On February 11th, 2009, Satoshi Nakamoto published his groundbreaking paper “Bitcoin: A Peer-to-Peer Electronic Cash System” and referenced it in his first post titled “Bitcoin open source implementation of P2P currency” on the P2P foundation forum. It identified all the trust that’s required to make conventional currency work as it’s root problem and concluded that the solution is an e-currency based on cryptographic proof, without the need to trust a third party middleman, money can be secure and transactions effortless.

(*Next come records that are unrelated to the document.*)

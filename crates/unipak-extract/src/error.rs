use std::io;
use std::path::PathBuf;

#[derive(Debug, thiserror::Error)]
pub enum Error {
    #[error(transparent)]
    ArchiveRead(#[from] unipak_archive::Error),

    #[error("container '{id}' has no pathname metadata")]
    MissingPathMetadata { id: String },

    #[error("containers '{first}' and '{second}' both resolve to '{path}'")]
    DuplicateDestination {
        path: String,
        first: String,
        second: String,
    },

    #[error("container '{id}' resolves outside the output tree: '{path}'")]
    UnresolvablePath { id: String, path: String },

    #[error("output dir {} exists, refusing to overwrite", path.display())]
    DestinationExists { path: PathBuf },

    #[error("failed to {action} {}: {source}", path.display())]
    Filesystem {
        action: &'static str,
        path: PathBuf,
        source: io::Error,
    },
}

pub type Result<T> = std::result::Result<T, Error>;

#[cfg(test)]
mod tests {
    use std::path::PathBuf;

    use super::*;

    #[test]
    fn filesystem_error_names_the_failing_path() {
        let err = Error::Filesystem {
            action: "remove staging dir",
            path: PathBuf::from("/tmp/unipak-abc123"),
            source: io::Error::new(io::ErrorKind::PermissionDenied, "denied"),
        };
        let message = err.to_string();
        assert!(message.contains("remove staging dir"));
        assert!(message.contains("/tmp/unipak-abc123"));
    }
}
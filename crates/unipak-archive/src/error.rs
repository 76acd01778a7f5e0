use std::io;
use std::path::PathBuf;

#[derive(Debug, thiserror::Error)]
pub enum Error {
    #[error("failed to open {}: {source}", path.display())]
    Open { path: PathBuf, source: io::Error },

    #[error("{} is not a gzip-compressed unity package", path.display())]
    NotAPackage { path: PathBuf },

    #[error("failed to unpack archive: {source}")]
    Unpack { source: io::Error },
}

pub type Result<T> = std::result::Result<T, Error>;
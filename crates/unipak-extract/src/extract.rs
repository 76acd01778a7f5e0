use std::fs;
use std::path::{Path, PathBuf};

use crate::build::build_tree;
use crate::error::{Error, Result};
use crate::options::ExtractOptions;
use crate::resolve::resolve_staging;

const STAGING_PREFIX: &str = "unipak-";

/// Extract the package at `src`, returning the created output directory.
///
/// The output directory is `(output_base_dir | src's directory) / stem`,
/// where stem is the source filename without its extension. If it
/// already exists the run refuses up front unless `force` is set, in
/// which case it is removed first.
///
/// Phases run strictly in order: unpack into a per-run staging tempdir,
/// resolve container metadata, create the output root, move payloads
/// into place. Staging is always removed, on failure too.
pub fn extract(src: &Path, options: &ExtractOptions) -> Result<PathBuf> {
    let output_dir = output_dir_for(src, options.output_base_dir.as_deref());

    if output_dir.exists() {
        if !options.force {
            return Err(Error::DestinationExists { path: output_dir });
        }
        fs::remove_dir_all(&output_dir).map_err(|e| Error::Filesystem {
            action: "remove",
            path: output_dir.clone(),
            source: e,
        })?;
    }

    let staging = tempfile::Builder::new()
        .prefix(STAGING_PREFIX)
        .tempdir()
        .map_err(|e| Error::Filesystem {
            action: "create staging dir in",
            path: std::env::temp_dir(),
            source: e,
        })?;

    unipak_archive::unpack_package(src, staging.path())?;
    let map = resolve_staging(staging.path())?;

    fs::create_dir_all(&output_dir).map_err(|e| Error::Filesystem {
        action: "create",
        path: output_dir.clone(),
        source: e,
    })?;
    build_tree(&map, staging.path(), &output_dir, options)?;

    // Drop would remove it anyway; closing surfaces cleanup failures.
    let staging_path = staging.path().to_path_buf();
    staging.close().map_err(|e| Error::Filesystem {
        action: "remove staging dir",
        path: staging_path,
        source: e,
    })?;

    Ok(output_dir)
}

fn output_dir_for(src: &Path, base: Option<&Path>) -> PathBuf {
    match base {
        Some(base) => base.join(src.file_stem().unwrap_or(src.as_os_str())),
        None => src.with_extension(""),
    }
}
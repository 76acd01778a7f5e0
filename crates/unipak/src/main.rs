use std::path::PathBuf;
use std::process::ExitCode;
use std::sync::Arc;

use anyhow::Context;
use clap::Parser;
use console::style;
use unipak_extract::{ExtractOptions, Progress, extract};

#[derive(Clone, Debug, Parser)]
#[command(name="unipak",version=env!("CARGO_PKG_VERSION"),about="Extract a .unitypackage into a readable file tree",long_about=None)]
struct App {
    /// The .unitypackage file. The part of the filename before the
    /// extension names the directory the contents are extracted to.
    package: PathBuf,

    /// Directory the output tree is created under (defaults to the
    /// package's own directory).
    #[arg(short, long)]
    output_dir: Option<PathBuf>,

    /// If the output directory already exists, delete it and start over.
    #[arg(short, long)]
    force: bool,
}

fn run(app: App) -> anyhow::Result<PathBuf> {
    let mut options = ExtractOptions::default()
        .force(app.force)
        .on_progress(Arc::new(|progress: &Progress| {
            println!("{} => {}", style(&progress.id).dim(), progress.real_path);
        }));
    if let Some(dir) = app.output_dir {
        options = options.output_base_dir(dir);
    }

    extract(&app.package, &options)
        .with_context(|| format!("could not extract {}", app.package.display()))
}

fn main() -> ExitCode {
    match run(App::parse()) {
        Ok(output_dir) => {
            println!();
            println!(
                "Done. Result saved in {}.",
                style(output_dir.display()).green()
            );
            ExitCode::SUCCESS
        }
        Err(err) => {
            eprintln!("{} {err:#}", style("error:").red().bold());
            ExitCode::FAILURE
        }
    }
}
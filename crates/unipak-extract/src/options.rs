use std::path::PathBuf;
use std::sync::Arc;

/// One resolved asset placed into the output tree.
#[derive(Clone, Debug)]
pub struct Progress {
    pub id: String,
    pub real_path: String,
}

#[derive(Clone, Default)]
pub struct ExtractOptions {
    pub output_base_dir: Option<PathBuf>,
    pub force: bool,
    pub on_progress: Option<Arc<dyn Fn(&Progress) + Send + Sync>>,
}

impl ExtractOptions {
    /// Base directory the output tree is created under. Defaults to the
    /// source file's own directory.
    pub fn output_base_dir(mut self, dir: impl Into<PathBuf>) -> Self {
        self.output_base_dir = Some(dir.into());
        self
    }

    /// Delete an already-existing output directory instead of refusing.
    pub fn force(mut self, force: bool) -> Self {
        self.force = force;
        self
    }

    pub fn on_progress(mut self, callback: Arc<dyn Fn(&Progress) + Send + Sync>) -> Self {
        self.on_progress = Some(callback);
        self
    }
}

In the code that was provided for download as “Bitcoin v0.1” at http://www.bitcoin.org Satoshi Nakamoto embedded a quote which was unalterably planted into the genesis block of Bitcoin: “The Times 03/Jan/2009 Chancellor on brink of second bailout for banks.” The text was a headline article in the London Times about the British government's failure to stimulate the economy post-2007-08 and was carved into Bitcoin block 0 on the same day as news of a bank bailout broke.
Since then, Bitcoin underwent an unprecedented transformation from a currency known only by a handful of P2P enthusiasts and specialists to a currency with a market cap that topped $ 1 trillion in 2021 and exhibits world-wide adoption. It’s defining characteristics of being fully decentralized, trust- and permissionless, and with a strictly limited supply, enabled this development.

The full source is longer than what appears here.